» Your assignment
Word for word, restate the lines of the data from the first through the one containing "tensor's first element.", and nothing else.

» Data records
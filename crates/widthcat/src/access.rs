//! Access patterns: which part of a tensor a window reads or writes.
//!
//! Merging patterns into a window either grows the padding of descriptors whose
//! allocation is still resizable, or shrinks the window to stay inside the
//! padding a committed descriptor already declares.

use crate::helpers::{adjust_down, adjust_up};
use crate::tensor::{PaddingSize, TensorInfo, MAX_DIMS};
use crate::window::{Dimension, Window, DIM_X, DIM_Y};

/// Region touched by a kernel, relative to a tensor's first element.
#[derive(Debug, Clone, Copy, PartialEq, Eq)]
pub enum AccessPattern {
    /// Fixed rectangle `[start_x, end_x) x [start_y, end_y)`, independent of the window.
    Static {
        start_x: i64,
        start_y: i64,
        end_x: i64,
        end_y: i64,
    },
    /// `width` elements along x per window step, starting at `x`. Rows follow the window.
    Horizontal { x: i64, width: i64 },
}

/// Bounding box, in elements, of the accesses one pattern performs over a window.
#[derive(Debug, Clone, Copy, PartialEq, Eq)]
struct Extent {
    min_x: i64,
    max_x: i64,
    min_y: i64,
    max_y: i64,
}

impl AccessPattern {
    pub fn fixed(start_x: i64, start_y: i64, end_x: i64, end_y: i64) -> Self {
        AccessPattern::Static {
            start_x,
            start_y,
            end_x,
            end_y,
        }
    }

    pub fn horizontal(x: i64, width: i64) -> Self {
        AccessPattern::Horizontal { x, width }
    }

    fn extent(&self, window: &Window) -> Extent {
        match *self {
            AccessPattern::Static {
                start_x,
                start_y,
                end_x,
                end_y,
            } => Extent {
                min_x: start_x,
                max_x: end_x,
                min_y: start_y,
                max_y: end_y,
            },
            AccessPattern::Horizontal { x, width } => {
                let wx = window.x();
                let wy = window.y();
                Extent {
                    min_x: wx.start() + x,
                    max_x: wx.end() - wx.step() + x + width,
                    min_y: wy.start(),
                    max_y: wy.end() - wy.step() + 1,
                }
            }
        }
    }

    /// Padding `info` needs so that every access over `window` stays inside the allocation.
    pub fn required_padding(&self, window: &Window, info: &TensorInfo) -> PaddingSize {
        let extent = self.extent(window);
        let width = info.dimension(0) as i64;
        let height = info.dimension(1) as i64;
        PaddingSize::new(
            (-extent.min_y).max(0) as usize,
            (extent.max_x - width).max(0) as usize,
            (extent.max_y - height).max(0) as usize,
            (-extent.min_x).max(0) as usize,
        )
    }

    /// Shrinks `window` so accesses stay within `info`'s declared padding.
    ///
    /// Only committed descriptors constrain the window. Returns `true` if the
    /// window changed.
    pub fn update_window_if_needed(&self, window: &mut Window, info: &TensorInfo) -> bool {
        if info.is_resizable() {
            return false;
        }
        let extent = self.extent(window);
        let padding = info.padding();
        let min_x = -(padding.left as i64);
        let max_x = info.dimension(0) as i64 + padding.right as i64;
        let min_y = -(padding.top as i64);
        let max_y = info.dimension(1) as i64 + padding.bottom as i64;

        match self {
            // A fixed region cannot be trimmed by moving the window, so any
            // shortfall empties it.
            AccessPattern::Static { .. } => {
                let fits = extent.min_x >= min_x
                    && extent.max_x <= max_x
                    && extent.min_y >= min_y
                    && extent.max_y <= max_y;
                if !fits {
                    for axis in 0..MAX_DIMS {
                        window.set(axis, Dimension::new(0, 0, 1));
                    }
                }
                !fits
            }
            AccessPattern::Horizontal { .. } => {
                let changed_x =
                    shrink_dimension(window, DIM_X, min_x - extent.min_x, extent.max_x - max_x);
                let changed_y =
                    shrink_dimension(window, DIM_Y, min_y - extent.min_y, extent.max_y - max_y);
                changed_x || changed_y
            }
        }
    }

    /// Grows `info`'s padding to cover the accesses over `window`.
    ///
    /// Committed descriptors are left untouched. Returns `true` if the padding changed.
    pub fn update_padding_if_needed(&self, window: &Window, info: &mut TensorInfo) -> bool {
        if !info.is_resizable() {
            return false;
        }
        let required = self.required_padding(window, info);
        info.extend_padding(required)
    }
}

/// Moves the front of `axis` up by at least `below` and its back down by at
/// least `above`, staying on the step grid.
fn shrink_dimension(window: &mut Window, axis: usize, below: i64, above: i64) -> bool {
    let dim = *window.dimension(axis);
    let mut start = dim.start();
    let mut end = dim.end();
    if below > 0 {
        start = adjust_up(start, start + below, dim.step());
    }
    if above > 0 {
        end = adjust_down(end, end - above, dim.step());
    }
    if start == dim.start() && end == dim.end() {
        return false;
    }
    window.set(axis, Dimension::new(start, end.max(start), dim.step()));
    true
}

/// Merges every `(descriptor, pattern)` pair into `window`.
///
/// First each committed descriptor may shrink the window, then each resizable
/// descriptor grows its padding to cover the final window. Returns `true` if
/// the window had to shrink.
pub fn update_window_and_padding(
    window: &mut Window,
    accesses: &mut [(&mut TensorInfo, AccessPattern)],
) -> bool {
    let mut window_changed = false;
    for (info, pattern) in accesses.iter() {
        window_changed |= pattern.update_window_if_needed(window, info);
    }
    for (info, pattern) in accesses.iter_mut() {
        pattern.update_padding_if_needed(window, info);
    }
    window_changed
}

» Your response
filename crates/widthcat/src/access.rs
//! Access patterns: which part of a tensor a window reads or writes.
//!
//! Merging patterns into a window either grows the padding of descriptors whose
//! allocation is still resizable, or shrinks the window to stay inside the
//! padding a committed descriptor already declares.

use crate::helpers::{adjust_down, adjust_up};
use crate::tensor::{PaddingSize, TensorInfo, MAX_DIMS};
use crate::window::{Dimension, Window, DIM_X, DIM_Y};

/// Region touched by a kernel, relative to a tensor's first element.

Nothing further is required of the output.